#### [WHAT YOU WILL DO]
Carry over every entry exactly as it appears in the records.
========
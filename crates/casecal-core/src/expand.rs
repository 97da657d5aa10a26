//! Recurrence expansion.
//!
//! This module turns stored [`CalendarEvent`]s into the flat list of
//! [`Occurrence`]s a calendar view renders, materializing virtual instances
//! for recurring events. Expansion is a pure function of its inputs: no
//! caching, no hidden state, and nothing is ever written back.
//!
//! Range filtering is deliberately *not* done here — a non-recurring event
//! outside the visible range is still emitted, and the view layer decides
//! what to show. The one exception is the iteration window for recurring
//! events, which never walks past the range end.

use chrono::{DateTime, Duration, Utc};

use crate::event::{CalendarEvent, Occurrence, RecurrenceType};
use crate::time::{VisibleRange, add_months, same_utc_day};

/// Hard cap on loop iterations per recurring event.
///
/// Bounds worst-case work to `O(100 × events)` no matter how wide the
/// queried range is relative to the recurrence step. When the cap is hit
/// the series is truncated, not failed.
pub const MAX_INSTANCES_PER_EVENT: usize = 100;

/// Expands a list of events over a visible range.
///
/// Output order is input-event order, chronological within each event.
/// No cross-event sorting is performed.
pub fn expand_events(events: &[CalendarEvent], range: &VisibleRange) -> Vec<Occurrence> {
    let occurrences: Vec<Occurrence> = events
        .iter()
        .flat_map(|event| expand_event(event, range))
        .collect();

    tracing::debug!(
        events = events.len(),
        occurrences = occurrences.len(),
        "expanded events over visible range"
    );

    occurrences
}

/// Expands a single event over a visible range.
///
/// A non-recurring event yields exactly one occurrence equal to the event,
/// regardless of whether it falls inside the range. A recurring event
/// yields its anchor instance plus one virtual instance per recurrence
/// step that lands inside the range, up to the recurrence end (or the
/// default look-ahead horizon) and [`MAX_INSTANCES_PER_EVENT`].
///
/// The anchor instance — the one on the original start's calendar day —
/// is always eligible for emission even when it falls before the range
/// start, so the editable source event stays discoverable when iteration
/// begins before the window.
pub fn expand_event(event: &CalendarEvent, range: &VisibleRange) -> Vec<Occurrence> {
    if !event.is_recurring() {
        return vec![Occurrence::original(event)];
    }

    let effective_end = event
        .recurrence_end
        .unwrap_or_else(|| range.recurrence_horizon());

    let mut occurrences = Vec::new();
    let mut cursor = event.start;
    let mut iterations = 0;

    while cursor <= effective_end && cursor <= range.end && iterations < MAX_INSTANCES_PER_EVENT {
        let on_anchor_day = same_utc_day(cursor, event.start);
        if cursor >= range.start || on_anchor_day {
            if on_anchor_day {
                occurrences.push(Occurrence::original(event));
            } else {
                occurrences.push(Occurrence::virtual_at(event, cursor));
            }
        }

        // The counter covers every iteration, included or not.
        iterations += 1;
        cursor = match step(event.recurrence, cursor) {
            Some(next) => next,
            None => break,
        };
    }

    occurrences
}

/// Advances the recurrence cursor by one step.
///
/// Monthly uses calendar-month arithmetic with day clamping, applied to
/// the current cursor rather than the original start, so a series anchored
/// on Jan 31 continues on the 29th (leap February) from March onward.
fn step(recurrence: RecurrenceType, cursor: DateTime<Utc>) -> Option<DateTime<Utc>> {
    match recurrence {
        // Callers filter out non-recurring events before iterating.
        RecurrenceType::None => None,
        RecurrenceType::Daily => cursor.checked_add_signed(Duration::days(1)),
        RecurrenceType::Weekly => cursor.checked_add_signed(Duration::days(7)),
        RecurrenceType::Monthly => add_months(cursor, 1),
    }
}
========
#### [REPLY TO THE EXERCISE]
filename crates/casecal-core/src/expand.rs
repository 97da657d5aa10a26
//! Recurrence expansion.
//!
//! This module turns stored [`CalendarEvent`]s into the flat list of
//! [`Occurrence`]s a calendar view renders, materializing virtual instances
//! for recurring events. Expansion is a pure function of its inputs: no
//! caching, no hidden state, and nothing is ever written back.
//!
//! Range filtering is deliberately *not* done here — a non-recurring event
//! outside the visible range is still emitted, and the view layer decides
//! what to show. The one exception is the iteration window for recurring
//! events, which never walks past the range end.

use chrono::{DateTime, Duration, Utc};

use crate::event::{CalendarEvent, Occurrence, RecurrenceType};
use crate::time::{VisibleRange, add_months, same_utc_day};

/// Hard cap on loop iterations per recurring event.
///
/// Bounds worst-case work to `O(100 × events)` no matter how wide the
/// queried range is relative to the recurrence step. When the cap is hit
/// the series is truncated, not failed.
pub const MAX_INSTANCES_PER_EVENT: usize = 100;

/// Expands a list of events over a visible range.
///
/// Output order is input-event order, chronological within each event.
/// No cross-event sorting is performed.
pub fn expand_events(events: &[CalendarEvent], range: &VisibleRange) -> Vec<Occurrence> {
    let occurrences: Vec<Occurrence> = events
        .iter()
        .flat_map(|event| expand_event(event, range))
        .collect();

    tracing::debug!(
        events = events.len(),
        occurrences = occurrences.len(),
        "expanded events over visible range"
    );

    occurrences
}

/// Expands a single event over a visible range.
///
/// A non-recurring event yields exactly one occurrence equal to the event,
/// regardless of whether it falls inside the range. A recurring event
/// yields its anchor instance plus one virtual instance per recurrence
/// step that lands inside the range, up to the recurrence end (or the
/// default look-ahead horizon) and [`MAX_INSTANCES_PER_EVENT`].
///
/// The anchor instance — the one on the original start's calendar day —
/// is always eligible for emission even when it falls before the range
/// start, so the editable source event stays discoverable when iteration
/// begins before the window.
pub fn expand_event(event: &CalendarEvent, range: &VisibleRange) -> Vec<Occurrence> {
    if !event.is_recurring() {
        return vec![Occurrence::original(event)];
    }

    let effective_end = event
        .recurrence_end
        .unwrap_or_else(|| range.recurrence_horizon());

    let mut occurrences = Vec::new();
    let mut cursor = event.start;
    let mut iterations = 0;

    while cursor <= effective_end && cursor <= range.end && iterations < MAX_INSTANCES_PER_EVENT {
        let on_anchor_day = same_utc_day(cursor, event.start);
        if cursor >= range.start || on_anchor_day {
            if on_anchor_day {
                occurrences.push(Occurrence::original(event));
            } else {
                occurrences.push(Occurrence::virtual_at(event, cursor));
            }
        }

        // The counter covers every iteration, included or not.
        iterations += 1;
        cursor = match step(event.recurrence, cursor) {
            Some(next) => next,
            None => break,
        };
    }

    occurrences
}

/// Advances the recurrence cursor by one step.
///
/// Monthly uses calendar-month arithmetic with day clamping, applied to
/// the current cursor rather than the original start, so a series anchored
/// on Jan 31 continues on the 29th (leap February) from March onward.
fn step(recurrence: RecurrenceType, cursor: DateTime<Utc>) -> Option<DateTime<Utc>> {
    match recurrence {
        // Callers filter out non-recurring events before iterating.
        RecurrenceType::None => None,
        RecurrenceType::Daily => cursor.checked_add_signed(Duration::days(1)),
        RecurrenceType::Weekly => cursor.checked_add_signed(Duration::days(7)),
        RecurrenceType::Monthly => add_months(cursor, 1),
    }
}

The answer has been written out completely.